■ **THE PROBLEM**: Below are entries; copy exactly the lines from the one with "let c1 = clients[0].id.clone();" through the one with "the whole month.", both included, and leave out the rest.

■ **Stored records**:
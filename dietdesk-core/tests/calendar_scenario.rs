//! End-to-end calendar flows against the in-memory backend.

use std::collections::BTreeSet;

use dietdesk_core::api::ApiCall;
use dietdesk_core::{
    AssignmentMode, CalendarController, CalendarMonth, CellState, Client, ClientId, DateKey,
    DietType, Intent, Meal, MealPlanDraft, MemoryPlanApi, PlanError, PlanStore, Session,
    TargetRequest, ValidationError,
};

fn key(s: &str) -> DateKey {
    s.parse().unwrap()
}

fn calendar(api: MemoryPlanApi, today: &str) -> CalendarController<MemoryPlanApi> {
    let session = Session::dietitian("http://localhost:5000", "tok", "D1", "Dee");
    let store = PlanStore::new(api, &session).unwrap();
    CalendarController::new(store).with_today(key(today))
}

#[tokio::test]
async fn test_create_schedule_and_clear_a_week() {
    let api = MemoryPlanApi::new().with_client(Client {
        id: ClientId::new("C1"),
        name: "Ana".to_string(),
        goal: None,
        recent_plan: None,
    });
    let backend = api.clone();
    let mut cal = calendar(api, "2024-06-01");

    let clients = cal.store().list_clients().await.unwrap();
    assert_eq!(clients.len(), 1);
    let c1 = clients[0].id.clone();
    cal.select_client(&c1).await.unwrap();

    let balanced = cal
        .create_plan(
            MealPlanDraft::new("Balanced Diet", DietType::Balanced, 1800)
                .with_meal(Meal::new("Oats", 350).with_details("with berries")),
        )
        .await
        .unwrap();
    let keto = cal
        .create_plan(MealPlanDraft::new("Keto", DietType::Keto, 1600))
        .await
        .unwrap();

    // Same name, different case: rejected locally.
    let err = cal
        .create_plan(MealPlanDraft::new("keto", DietType::Keto, 1500))
        .await
        .unwrap_err();
    assert!(matches!(
        err,
        PlanError::Validation(ValidationError::DuplicateName(_))
    ));

    // Balanced for the whole month.
    cal.set_mode(AssignmentMode::Month);
    let outcome = cal
        .assign(&balanced.id, TargetRequest::DisplayedMonth)
        .await
        .unwrap();
    assert_eq!(outcome.dates.len(), 30);
    assert!(outcome.released.is_empty());

    // Keto over the second week takes those days from Balanced.
    cal.set_mode(AssignmentMode::Custom);
    let outcome = cal
        .assign(
            &keto.id,
            TargetRequest::Range {
                start: key("2024-06-10"),
                end: key("2024-06-16"),
            },
        )
        .await
        .unwrap();
    assert_eq!(outcome.released[&balanced.id].len(), 7);

    for day in ["2024-06-09", "2024-06-17"] {
        assert_eq!(
            cal.cell_state(key(day)),
            CellState::Assigned(balanced.id.clone())
        );
    }
    assert_eq!(
        cal.cell_state(key("2024-06-12")),
        CellState::Assigned(keto.id.clone())
    );

    // Backend agrees: no day is held twice.
    let stored_balanced = backend.stored_plan(&c1, &balanced.id).unwrap();
    let stored_keto = backend.stored_plan(&c1, &keto.id).unwrap();
    assert!(stored_balanced
        .assigned_dates
        .is_disjoint(&stored_keto.assigned_dates));
    assert_eq!(stored_balanced.assigned_dates.len(), 23);

    // Clear the keto week again.
    cal.set_intent(Intent::Remove);
    let removal = cal
        .remove(TargetRequest::Range {
            start: key("2024-06-10"),
            end: key("2024-06-16"),
        })
        .await
        .unwrap();
    assert_eq!(removal.removed_count(), 7);
    assert!(cal.store().plan(&keto.id).unwrap().assigned_dates.is_empty());
    assert_eq!(cal.cell_state(key("2024-06-12")), CellState::Available);
}

#[tokio::test]
async fn test_multiple_selection_across_months() {
    let c1 = ClientId::new("C1");
    let api = MemoryPlanApi::new();
    let mut cal = calendar(api, "2024-06-20");
    cal.select_client(&c1).await.unwrap();
    let plan = cal
        .create_plan(MealPlanDraft::new("Vegan", DietType::Vegan, 2000))
        .await
        .unwrap();

    cal.set_mode(AssignmentMode::Multiple);
    cal.toggle(key("2024-06-29")).unwrap();
    cal.next_month();
    assert_eq!(cal.month(), CalendarMonth::new(2024, 7).unwrap());
    cal.toggle(key("2024-07-02")).unwrap();

    // The selection survives navigation.
    assert_eq!(cal.selection().len(), 2);

    let outcome = cal
        .assign(&plan.id, TargetRequest::Selection)
        .await
        .unwrap();
    assert_eq!(
        outcome.dates,
        BTreeSet::from([key("2024-06-29"), key("2024-07-02")])
    );

    let view = cal.month_view();
    assert!(view.cell(key("2024-07-02")).unwrap().is_assigned());
    assert!(view.to_string().contains("* Vegan: 2"));
}

#[tokio::test]
async fn test_failed_assignment_changes_nothing() {
    let c1 = ClientId::new("C1");
    let api = MemoryPlanApi::new();
    let backend = api.clone();
    let mut cal = calendar(api, "2024-06-01");
    cal.select_client(&c1).await.unwrap();
    let plan = cal
        .create_plan(MealPlanDraft::new("Paleo", DietType::Paleo, 2100))
        .await
        .unwrap();
    backend.clear_calls();

    backend.fail_next("Database unavailable");
    let err = cal
        .assign(&plan.id, TargetRequest::Day(key("2024-06-05")))
        .await
        .unwrap_err();

    assert_eq!(
        err.to_string(),
        "Failed to assign plan: Database unavailable"
    );
    assert_eq!(cal.cell_state(key("2024-06-05")), CellState::Available);
    assert!(backend
        .stored_plan(&c1, &plan.id)
        .unwrap()
        .assigned_dates
        .is_empty());
    assert_eq!(backend.calls().len(), 1);
    assert!(matches!(backend.calls()[0], ApiCall::AssignDates(..)));
}

#[tokio::test]
async fn test_switching_client_reloads_calendar() {
    let c1 = ClientId::new("C1");
    let c2 = ClientId::new("C2");
    let api = MemoryPlanApi::new();
    let mut cal = calendar(api, "2024-06-01");

    cal.select_client(&c1).await.unwrap();
    let plan = cal
        .create_plan(MealPlanDraft::new("Balanced", DietType::Balanced, 1800))
        .await
        .unwrap();
    cal.assign(&plan.id, TargetRequest::Day(key("2024-06-03")))
        .await
        .unwrap();

    cal.select_client(&c2).await.unwrap();
    assert!(cal.plans().is_empty());
    assert_eq!(cal.cell_state(key("2024-06-03")), CellState::Available);

    // A plan from another client can't be assigned here.
    let err = cal
        .assign(&plan.id, TargetRequest::Day(key("2024-06-04")))
        .await
        .unwrap_err();
    assert!(matches!(err, PlanError::PlanNotFound(_)));
}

■ **COMPLETED TASK**:
    let c1 = clients[0].id.clone();
    cal.select_client(&c1).await.unwrap();

    let balanced = cal
        .create_plan(
            MealPlanDraft::new("Balanced Diet", DietType::Balanced, 1800)
                .with_meal(Meal::new("Oats", 350).with_details("with berries")),
        )
        .await
        .unwrap();
    let keto = cal
        .create_plan(MealPlanDraft::new("Keto", DietType::Keto, 1600))
        .await
        .unwrap();

    // Same name, different case: rejected locally.
    let err = cal
        .create_plan(MealPlanDraft::new("keto", DietType::Keto, 1500))
        .await
        .unwrap_err();
    assert!(matches!(
        err,
        PlanError::Validation(ValidationError::DuplicateName(_))
    ));

    // Balanced for the whole month.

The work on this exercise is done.